### DATA EXTRACTS
//! ERP sync adapter.
//!
//! Forwards a finalized order payload to the external ERP endpoint with the
//! caller's bearer credential attached, then reconciles the local order row
//! from the response. No retries; the caller decides whether to re-submit.

use axum::http::StatusCode;
use serde_json::Value;
use thiserror::Error;

use crate::api::error::ApiError;
use crate::db::{DbPool, ESTADO_PROCESADO};

/// Response-body key the ERP uses to report a business-level rejection
pub const BUSINESS_ERROR_KEY: &str = "Error en pedido SAP";

/// Failure modes of an ERP forward
#[derive(Error, Debug)]
pub enum SyncError {
    /// The ERP processed the request but rejected the order
    #[error("ERP rejected the order")]
    Business { detail: Value },

    /// The ERP answered with a non-success status and no business detail
    #[error("ERP returned HTTP {status}")]
    Http { status: StatusCode, body: Value },

    /// The ERP could not be reached at all
    #[error("ERP unreachable: {0}")]
    Unreachable(String),
}

impl From<SyncError> for ApiError {
    fn from(err: SyncError) -> Self {
        match err {
            SyncError::Business { detail } => ApiError::remote_business(BUSINESS_ERROR_KEY, detail),
            SyncError::Http { status, body } => {
                ApiError::remote_unavailable(format!("ERP returned HTTP {}", status))
                    .with_status(StatusCode::BAD_REQUEST)
                    .with_detail(body)
            }
            SyncError::Unreachable(detail) => {
                ApiError::remote_unavailable(format!("Failed to reach ERP: {}", detail))
            }
        }
    }
}

/// Extract the ERP's business-level error from a response body, if any.
/// A null value under the key counts as no error.
pub fn business_error(body: &Value) -> Option<Value> {
    match body.get(BUSINESS_ERROR_KEY) {
        Some(Value::Null) | None => None,
        Some(detail) => Some(detail.clone()),
    }
}

/// HTTP client for the external ERP gateway
pub struct ErpClient {
    endpoint: String,
    client: reqwest::Client,
}

impl ErpClient {
    pub fn new(endpoint: String) -> Self {
        Self {
            endpoint,
            client: reqwest::Client::new(),
        }
    }

    /// Forward an order payload, passing the caller's Authorization header
    /// through untouched. Returns the remote body on a clean response.
    pub async fn forward_order(
        &self,
        payload: &Value,
        authorization: Option<&str>,
    ) -> Result<Value, SyncError> {
        let mut request = self.client.post(&self.endpoint).json(payload);
        if let Some(token) = authorization {
            request = request.header("Authorization", token);
        }

        let response = request
            .send()
            .await
            .map_err(|e| SyncError::Unreachable(e.to_string()))?;

        let status = response.status();
        let body: Value = response.json().await.unwrap_or(Value::Null);

        // The business key wins regardless of status: the ERP reports order
        // rejections in the body of both 200s and error responses.
        if let Some(detail) = business_error(&body) {
            return Err(SyncError::Business { detail });
        }

        if !status.is_success() {
            return Err(SyncError::Http { status, body });
        }

        Ok(body)
    }
}

/// Forward an order to the ERP and, on a clean response, mark the local order
/// (named by the payload's `pedido_id`) as processed. On any failure the
/// local row is left untouched.
pub async fn sync_order(
    pool: &DbPool,
    erp: &ErpClient,
    payload: &Value,
    authorization: Option<&str>,
) -> Result<Value, ApiError> {
    let body = erp.forward_order(payload, authorization).await?;

    match payload.get("pedido_id").and_then(Value::as_i64) {
        Some(order_id) => {
            sqlx::query("UPDATE pedidos SET estado = $1, sap = 1 WHERE id = $2")
                .bind(ESTADO_PROCESADO)
                .bind(order_id as i32)
                .execute(pool)
                .await?;
            tracing::info!(order_id, "Order accepted by ERP and marked processed");
        }
        None => {
            tracing::warn!("ERP payload carried no pedido_id; local state not updated");
        }
    }

    Ok(body)
}

#[cfg(test)]
mod tests {
    use super::*;
    use serde_json::json;

    #[test]
    fn test_business_error_present() {
        let body = json!({ "Error en pedido SAP": "Cliente bloqueado" });
        assert_eq!(business_error(&body), Some(json!("Cliente bloqueado")));
    }

    #[test]
    fn test_business_error_absent() {
        assert_eq!(business_error(&json!({ "ok": true })), None);
        assert_eq!(business_error(&Value::Null), None);
    }

    #[test]
    fn test_business_error_null_value_is_no_error() {
        let body = json!({ "Error en pedido SAP": null });
        assert_eq!(business_error(&body), None);
    }

    #[test]
    fn test_sync_error_mapping() {
        let err: ApiError = SyncError::Business {
            detail: json!("Cliente bloqueado"),
        }
        .into();
        assert_eq!(err.status(), StatusCode::BAD_REQUEST);

        let err: ApiError = SyncError::Http {
            status: StatusCode::BAD_GATEWAY,
            body: json!({"message": "upstream down"}),
        }
        .into();
        assert_eq!(err.status(), StatusCode::BAD_REQUEST);

        let err: ApiError = SyncError::Unreachable("connection refused".to_string()).into();
        assert_eq!(err.status(), StatusCode::INTERNAL_SERVER_ERROR);
    }
}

### TRY IT
The task calls for every line of the material to be reproduced precisely.

### RESULT
//! ERP sync adapter.
//!
//! Forwards a finalized order payload to the external ERP endpoint with the
//! caller's bearer credential attached, then reconciles the local order row
//! from the response. No retries; the caller decides whether to re-submit.

use axum::http::StatusCode;
use serde_json::Value;
use thiserror::Error;

use crate::api::error::ApiError;
use crate::db::{DbPool, ESTADO_PROCESADO};

/// Response-body key the ERP uses to report a business-level rejection
pub const BUSINESS_ERROR_KEY: &str = "Error en pedido SAP";

/// Failure modes of an ERP forward
#[derive(Error, Debug)]
pub enum SyncError {
    /// The ERP processed the request but rejected the order
    #[error("ERP rejected the order")]
    Business { detail: Value },

    /// The ERP answered with a non-success status and no business detail
    #[error("ERP returned HTTP {status}")]
    Http { status: StatusCode, body: Value },

    /// The ERP could not be reached at all
    #[error("ERP unreachable: {0}")]
    Unreachable(String),
}

impl From<SyncError> for ApiError {
    fn from(err: SyncError) -> Self {
        match err {
            SyncError::Business { detail } => ApiError::remote_business(BUSINESS_ERROR_KEY, detail),
            SyncError::Http { status, body } => {
                ApiError::remote_unavailable(format!("ERP returned HTTP {}", status))
                    .with_status(StatusCode::BAD_REQUEST)
                    .with_detail(body)
            }
            SyncError::Unreachable(detail) => {
                ApiError::remote_unavailable(format!("Failed to reach ERP: {}", detail))
            }
        }
    }
}

/// Extract the ERP's business-level error from a response body, if any.
/// A null value under the key counts as no error.
pub fn business_error(body: &Value) -> Option<Value> {
    match body.get(BUSINESS_ERROR_KEY) {
        Some(Value::Null) | None => None,
        Some(detail) => Some(detail.clone()),
    }
}

/// HTTP client for the external ERP gateway
pub struct ErpClient {
    endpoint: String,
    client: reqwest::Client,
}

impl ErpClient {
    pub fn new(endpoint: String) -> Self {
        Self {
            endpoint,
            client: reqwest::Client::new(),
        }
    }

    /// Forward an order payload, passing the caller's Authorization header
    /// through untouched. Returns the remote body on a clean response.
    pub async fn forward_order(
        &self,
        payload: &Value,
        authorization: Option<&str>,
    ) -> Result<Value, SyncError> {
        let mut request = self.client.post(&self.endpoint).json(payload);
        if let Some(token) = authorization {
            request = request.header("Authorization", token);
        }

        let response = request
            .send()
            .await
            .map_err(|e| SyncError::Unreachable(e.to_string()))?;

        let status = response.status();
        let body: Value = response.json().await.unwrap_or(Value::Null);

        // The business key wins regardless of status: the ERP reports order
        // rejections in the body of both 200s and error responses.
        if let Some(detail) = business_error(&body) {
            return Err(SyncError::Business { detail });
        }

        if !status.is_success() {
            return Err(SyncError::Http { status, body });
        }

        Ok(body)
    }
}

/// Forward an order to the ERP and, on a clean response, mark the local order
/// (named by the payload's `pedido_id`) as processed. On any failure the
/// local row is left untouched.
pub async fn sync_order(
    pool: &DbPool,
    erp: &ErpClient,
    payload: &Value,
    authorization: Option<&str>,
) -> Result<Value, ApiError> {
    let body = erp.forward_order(payload, authorization).await?;

    match payload.get("pedido_id").and_then(Value::as_i64) {
        Some(order_id) => {
            sqlx::query("UPDATE pedidos SET estado = $1, sap = 1 WHERE id = $2")
                .bind(ESTADO_PROCESADO)
                .bind(order_id as i32)
                .execute(pool)
                .await?;
            tracing::info!(order_id, "Order accepted by ERP and marked processed");
        }
        None => {
            tracing::warn!("ERP payload carried no pedido_id; local state not updated");
        }
    }

    Ok(body)
}

#[cfg(test)]
mod tests {
    use super::*;
    use serde_json::json;

    #[test]
    fn test_business_error_present() {
        let body = json!({ "Error en pedido SAP": "Cliente bloqueado" });
        assert_eq!(business_error(&body), Some(json!("Cliente bloqueado")));
    }

    #[test]
    fn test_business_error_absent() {
        assert_eq!(business_error(&json!({ "ok": true })), None);
        assert_eq!(business_error(&Value::Null), None);
    }

    #[test]
    fn test_business_error_null_value_is_no_error() {
        let body = json!({ "Error en pedido SAP": null });
        assert_eq!(business_error(&body), None);
    }

    #[test]
    fn test_sync_error_mapping() {
        let err: ApiError = SyncError::Business {
            detail: json!("Cliente bloqueado"),
        }
        .into();
        assert_eq!(err.status(), StatusCode::BAD_REQUEST);

        let err: ApiError = SyncError::Http {
            status: StatusCode::BAD_GATEWAY,
            body: json!({"message": "upstream down"}),
        }
        .into();
        assert_eq!(err.status(), StatusCode::BAD_REQUEST);

        let err: ApiError = SyncError::Unreachable("connection refused".to_string()).into();
        assert_eq!(err.status(), StatusCode::INTERNAL_SERVER_ERROR);
    }
}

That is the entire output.